Price sensitivity topped the reasons for canceling a paid video service, at 49%, followed by content-based decisions, said Braun. Thirty-one percent said removal of content they liked was a reason for ending a subscription, the same percentage who moved to a different service with content they wanted more. About 17% left a service due to an increase in advertising, and 14% changed services for one that offered more interactive content experiences, said Braun. Nine percent dropped a service due to irrelevant ads.
Parks data showed 26% of subscribers quit a service to cut expenses, the same percentage as those ending a subscription because they finished watching a particular series such as Game of Thrones. HBO Max “struggled” to retain customers at the $14.99 monthly fee, prompting it to add a limited-ad $9.99-per-month service, Gaughan noted. Some 21% of survey respondents cited flexible pricing options and availability of a lower priced tier as motivation for keeping a subscription VOD service, he said.
Lost customers aren’t necessarily lost for good, said Braun. It's important “to try and stay in touch with them” via social media, ad buys and email marketing to re-engage customers with relevant content based on first-party data. It costs less to reactivate an existing subscriber than to find a new one, he said. He also noted third-party data is becoming harder to rely on and collect due to new privacy features enabling consumers to block ad tracking, such as iPhone users’ ability to turn off personalized ads in iOS.
Real-time data can be used to help retention for features such as statistics in sports programming and watch parties, said Braun. That could be useful if wagering capability comes to TV. For non-sports content, service providers should look at the type of real-time data they can use to “enhance the experience and get more engagement” and help reduce churn and boost retention, he said.
With more fragmented content, discoverability is more challenging than ever, said Braun. Verimatrix believes a “super-aggregator” will emerge, said Braun, referencing Amazon Prime Channels, where consumers can get various video subscriptions through their Prime membership. The value for the consumer is a single-billing relationship, he said. Some “cutting-edge telcos” are going in that direction, too, he said.
On the impact of AI, Braun said algorithms help companies get data for questions they don’t know to ask and to recognize patterns that “don’t come intuitively.” Matt Smith, Symphony MediaAI vice president-business development, said AI and machine learning are transforming how data companies define insight and helping them “explore the unknown.” He cited an algorithm for a media company client that detected 15,000 subscribers with no expiration date, which accounted for about $1 million of revenue. “That was something we didn’t ask the algorithm to look for. It found it on its own.”

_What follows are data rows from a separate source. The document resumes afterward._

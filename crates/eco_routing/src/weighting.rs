use serde::{Deserialize, Serialize};

use crate::{
    error::{EcoRouteError, FactorKind, Result},
    geopoint::distance,
    segment::RouteSegment,
};

pub type Weight = f64;
pub type Kilometers = f64;

/// Where a segment's base distance comes from. A weighting is built with one
/// policy and applies it to every segment it sees.
#[derive(Debug, Clone, Copy, Default, PartialEq, Eq, Serialize, Deserialize)]
#[serde(rename_all = "snake_case")]
pub enum DistancePolicy {
    /// Great-circle distance between the segment's endpoints
    #[default]
    Haversine,
    /// Provider-declared distance, great-circle distance when none is declared
    Declared,
}

fn check_factor(kind: FactorKind, value: f64) -> Result<f64> {
    if !value.is_finite() || value < 0.0 {
        return Err(EcoRouteError::InvalidFactor { kind, value });
    }

    Ok(value)
}

pub trait Weighting {
    fn calc_segment_distance(&self, segment: &RouteSegment) -> Result<Kilometers>;

    /// `distance * traffic * environment`. A zero factor yields a valid zero-cost edge.
    fn calc_weight(
        &self,
        distance: Kilometers,
        traffic_factor: f64,
        environment_factor: f64,
    ) -> Result<Weight> {
        let traffic_factor = check_factor(FactorKind::Traffic, traffic_factor)?;
        let environment_factor = check_factor(FactorKind::Environment, environment_factor)?;

        if distance == 0.0 || traffic_factor == 0.0 || environment_factor == 0.0 {
            return Ok(0.0);
        }

        let weight = distance * traffic_factor * environment_factor;
        if !weight.is_finite() {
            return Err(EcoRouteError::WeightOverflow {
                distance,
                traffic_factor,
                environment_factor,
            });
        }

        Ok(weight)
    }

    fn calc_segment_weight(
        &self,
        segment: &RouteSegment,
        traffic_factor: f64,
        environment_factor: f64,
    ) -> Result<Weight> {
        let distance = self.calc_segment_distance(segment)?;
        self.calc_weight(distance, traffic_factor, environment_factor)
    }
}

#[derive(Debug, Clone, Copy, Default)]
pub struct EcoWeighting {
    policy: DistancePolicy,
}

impl EcoWeighting {
    pub fn new(policy: DistancePolicy) -> Self {
        EcoWeighting { policy }
    }

    pub fn policy(&self) -> DistancePolicy {
        self.policy
    }
}

impl Weighting for EcoWeighting {
    fn calc_segment_distance(&self, segment: &RouteSegment) -> Result<Kilometers> {
        match (self.policy, segment.declared_distance()) {
            (DistancePolicy::Declared, Some(declared)) => {
                if !declared.is_finite() || declared < 0.0 {
                    return Err(EcoRouteError::InvalidDistance { value: declared });
                }
                Ok(declared)
            }
            _ => Ok(distance(segment.start(), segment.end())),
        }
    }
}

#[cfg(test)]
mod tests {
    use super::*;
    use crate::test_utils::{chicago, los_angeles, new_york};

    #[test]
    fn weight_is_distance_times_factors() {
        let weighting = EcoWeighting::default();
        let segment = RouteSegment::new(new_york(), chicago());

        let base = distance(&new_york(), &chicago());
        let weight = weighting.calc_segment_weight(&segment, 1.2, 1.5).unwrap();

        assert_eq!(weight, base * 1.2 * 1.5);
    }

    #[test]
    fn zero_factor_gives_zero_weight() {
        let weighting = EcoWeighting::default();
        let segment = RouteSegment::new(new_york(), chicago());

        assert_eq!(weighting.calc_segment_weight(&segment, 0.0, 1.5), Ok(0.0));
        assert_eq!(weighting.calc_segment_weight(&segment, 1.2, 0.0), Ok(0.0));
    }

    #[test]
    fn degenerate_segment_gives_zero_weight() {
        let weighting = EcoWeighting::default();
        let segment = RouteSegment::new(chicago(), chicago());

        assert_eq!(weighting.calc_segment_weight(&segment, 3.0, 2.0), Ok(0.0));
    }

    #[test]
    fn rejects_negative_and_non_finite_factors() {
        let weighting = EcoWeighting::default();
        let segment = RouteSegment::new(new_york(), chicago());

        assert_eq!(
            weighting.calc_segment_weight(&segment, -0.1, 1.0),
            Err(EcoRouteError::InvalidFactor {
                kind: FactorKind::Traffic,
                value: -0.1
            })
        );
        assert_eq!(
            weighting.calc_segment_weight(&segment, 1.0, -2.0),
            Err(EcoRouteError::InvalidFactor {
                kind: FactorKind::Environment,
                value: -2.0
            })
        );
        assert!(weighting.calc_segment_weight(&segment, f64::NAN, 1.0).is_err());
        assert!(
            weighting
                .calc_segment_weight(&segment, 1.0, f64::INFINITY)
                .is_err()
        );
    }

    #[test]
    fn rejects_weights_that_overflow() {
        let weighting = EcoWeighting::default();
        let segment = RouteSegment::new(new_york(), chicago());
        let base = distance(&new_york(), &chicago());

        assert_eq!(
            weighting.calc_segment_weight(&segment, 1e200, 1e200),
            Err(EcoRouteError::WeightOverflow {
                distance: base,
                traffic_factor: 1e200,
                environment_factor: 1e200
            })
        );
        assert!(weighting.calc_weight(base, 1e150, 1e150).is_ok_and(f64::is_finite));
    }

    #[test]
    fn weight_is_monotonic_in_factors() {
        let weighting = EcoWeighting::default();
        let segment = RouteSegment::new(chicago(), los_angeles());
        let factors = [0.0, 0.25, 0.5, 1.0, 1.2, 2.0, 10.0];

        for &fixed in &factors {
            let mut previous_traffic = 0.0;
            let mut previous_environment = 0.0;
            for &growing in &factors {
                let by_traffic = weighting.calc_segment_weight(&segment, growing, fixed).unwrap();
                let by_environment = weighting.calc_segment_weight(&segment, fixed, growing).unwrap();

                assert!(by_traffic >= previous_traffic);
                assert!(by_environment >= previous_environment);

                previous_traffic = by_traffic;
                previous_environment = by_environment;
            }
        }
    }

    #[test]
    fn declared_policy_trusts_provider_distance() {
        let segment = RouteSegment::new(new_york(), chicago()).with_declared_distance(1_270.0);

        let declared = EcoWeighting::new(DistancePolicy::Declared);
        assert_eq!(declared.calc_segment_distance(&segment), Ok(1_270.0));

        let haversine = EcoWeighting::new(DistancePolicy::Haversine);
        assert_eq!(
            haversine.calc_segment_distance(&segment),
            Ok(distance(&new_york(), &chicago()))
        );
    }

    #[test]
    fn declared_policy_falls_back_to_haversine() {
        let segment = RouteSegment::new(new_york(), chicago());
        let declared = EcoWeighting::new(DistancePolicy::Declared);

        assert_eq!(
            declared.calc_segment_distance(&segment),
            Ok(distance(&new_york(), &chicago()))
        );
    }

    #[test]
    fn declared_policy_rejects_negative_distance() {
        let segment = RouteSegment::new(new_york(), chicago()).with_declared_distance(-5.0);
        let declared = EcoWeighting::new(DistancePolicy::Declared);

        assert_eq!(
            declared.calc_segment_weight(&segment, 1.0, 1.0),
            Err(EcoRouteError::InvalidDistance { value: -5.0 })
        );
    }
}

One trend to emerge from the COVID-19 pandemic -- when viewers had “more time on their hands” -- was trial-hopping, Smith. He cited a “big swath of users” binge-watching every show of a particular series within the trial period, some as long as 14 days, and then “jumping off the platform.” He advised services using a free trial to obtain subscribers to “think carefully about where and how you place the content,” how it will be monetized and how the payment gateway meshes with the length of time a viewer has to consume content: “You want them to engage with your platform for a piece of content, or different pieces of content, but give them a reason to stick around, too.”
Parks data showed 61% of OTT subscribers never subscribe on impulse and half didn’t have plans to cancel soon thereafter. Viewers are “looking for OTT services that are worth a long-term investment,” said Gaughan, but content has to be “compelling enough” to warrant a long-term investment. The “unprecedented level of churn” in 2020, due largely to an exodus from services when live sports weren’t available, slowed significantly this year, with vMVPD cancellations down 39% in Q1, he said.